吉非替尼治疗127例晚期复发非小细胞肺癌患者分类及回归树分析

BACKGROUND AND OBJECTIVE: It has been proven that gefitinib produces only 10%-20% tumor regression in heavily pretreated, unselected non-small cell lung cancer (NSCLC) patients as the second- and third-line setting. Asian, female, nonsmokers and adenocarcinoma are favorable factors; however, it is difficult to find a patient satisfying all the above clinical characteristics. The aim of this study is to identify novel predicting factors, and to explore the interactions between clinical variables and their impact on the survival of Chinese patients with advanced NSCLC who were heavily treated with gefitinib in the second- or third-line setting.

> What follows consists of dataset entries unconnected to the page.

use std::io::ErrorKind;
use std::path::{Component, Path, PathBuf};
use std::sync::Arc;

use http::StatusCode;

use super::{client_error, App};
use crate::error::server_error;
use crate::request::Request;
use crate::response::{ContentType, Response};

/// Resolves a `/static/{*path}` capture inside `root`. Directory-style
/// requests and anything that could climb out of `root` resolve to nothing.
fn resolve(root: &Path, raw: &str, request_path: &str) -> Option<PathBuf> {
    if raw.is_empty() || request_path.ends_with('/') || raw.contains('\\') {
        return None;
    }
    if !raw.split('/').all(|seg| !seg.is_empty() && seg != "." && seg != "..") {
        return None;
    }
    let rel = Path::new(raw);
    if !rel.components().all(|c| matches!(c, Component::Normal(_))) {
        return None;
    }
    Some(root.join(rel))
}

pub(super) async fn serve(app: Arc<App>, req: Request) -> Response {
    let Some(path) = resolve(&app.static_dir, req.param("path").unwrap_or(""), req.path()) else {
        return client_error(StatusCode::NOT_FOUND);
    };

    match tokio::fs::metadata(&path).await {
        Ok(meta) if meta.is_file() => {}
        Ok(_) => return client_error(StatusCode::NOT_FOUND),
        Err(e) if e.kind() == ErrorKind::NotFound => return client_error(StatusCode::NOT_FOUND),
        Err(e) => return server_error(req.method(), req.uri(), &e.into()),
    }

    match tokio::fs::read(&path).await {
        Ok(bytes) => {
            let ext = path.extension().and_then(|e| e.to_str()).unwrap_or("");
            Response::builder().bytes(ContentType::from_extension(ext), bytes)
        }
        Err(e) if e.kind() == ErrorKind::NotFound => client_error(StatusCode::NOT_FOUND),
        Err(e) => server_error(req.method(), req.uri(), &e.into()),
    }
}

#[cfg(test)]
mod tests {
    use super::*;

    #[test]
    fn only_plain_relative_paths_resolve() {
        let root = Path::new("/srv/static");
        assert_eq!(resolve(root, "css/main.css", "/static/css/main.css"), Some(root.join("css/main.css")));
        assert_eq!(resolve(root, "", "/static/"), None);
        assert_eq!(resolve(root, "css/", "/static/css/"), None);
        assert_eq!(resolve(root, "../secret", "/static/../secret"), None);
        assert_eq!(resolve(root, "css/./main.css", "/static/css/./main.css"), None);
        assert_eq!(resolve(root, "/etc/passwd", "/static//etc/passwd"), None);
        assert_eq!(resolve(root, "a\\..\\b", "/static/a\\..\\b"), None);
    }
}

METHODS: The clinical and follow-up data of 127 advanced NSCLC patients referred to the Cancer Hospital & Institute, Chinese Academy of Medical Sciences from March 2005 to March 2010 were analyzed. Multivariate analysis of progression-free survival (PFS) was performed using recursive partitioning, which is referred to as the classification and regression tree (CART) analysis. RESULTS: The median PFS of 127 eligible consecutive advanced NSCLC patients was 8.0 months (95%CI: 5.8-10.2). CART was performed with an initial split on first-line chemotherapy outcomes and a second split on patients' age. Three terminal subgroups were formed. The median PFS of the three subsets ranged from 1.0 month (95%CI: 0.8-1.2) for those with progressive disease outcome after the first-line chemotherapy subgroup, 10 months (95%CI: 7.0-13.0) in patients with a partial response or stable disease in first-line chemotherapy and age < 70, and 22.0 months for patients obtaining a partial response or stable disease in first-line chemotherapy at age 70-81 (95%CI: 3.8-40.1). CONCLUSION: Partial response, stable disease in first-line chemotherapy and age ≥ 70 are closely correlated with long-term survival treated by gefitinib as a second- or third-line setting in advanced NSCLC. CART can be used to identify previously unappreciated patient subsets and is a useful method for dissecting complex clinical situations. Moreover, CART can be used to identify homogeneous patient populations in clinical practice and future clinical trials.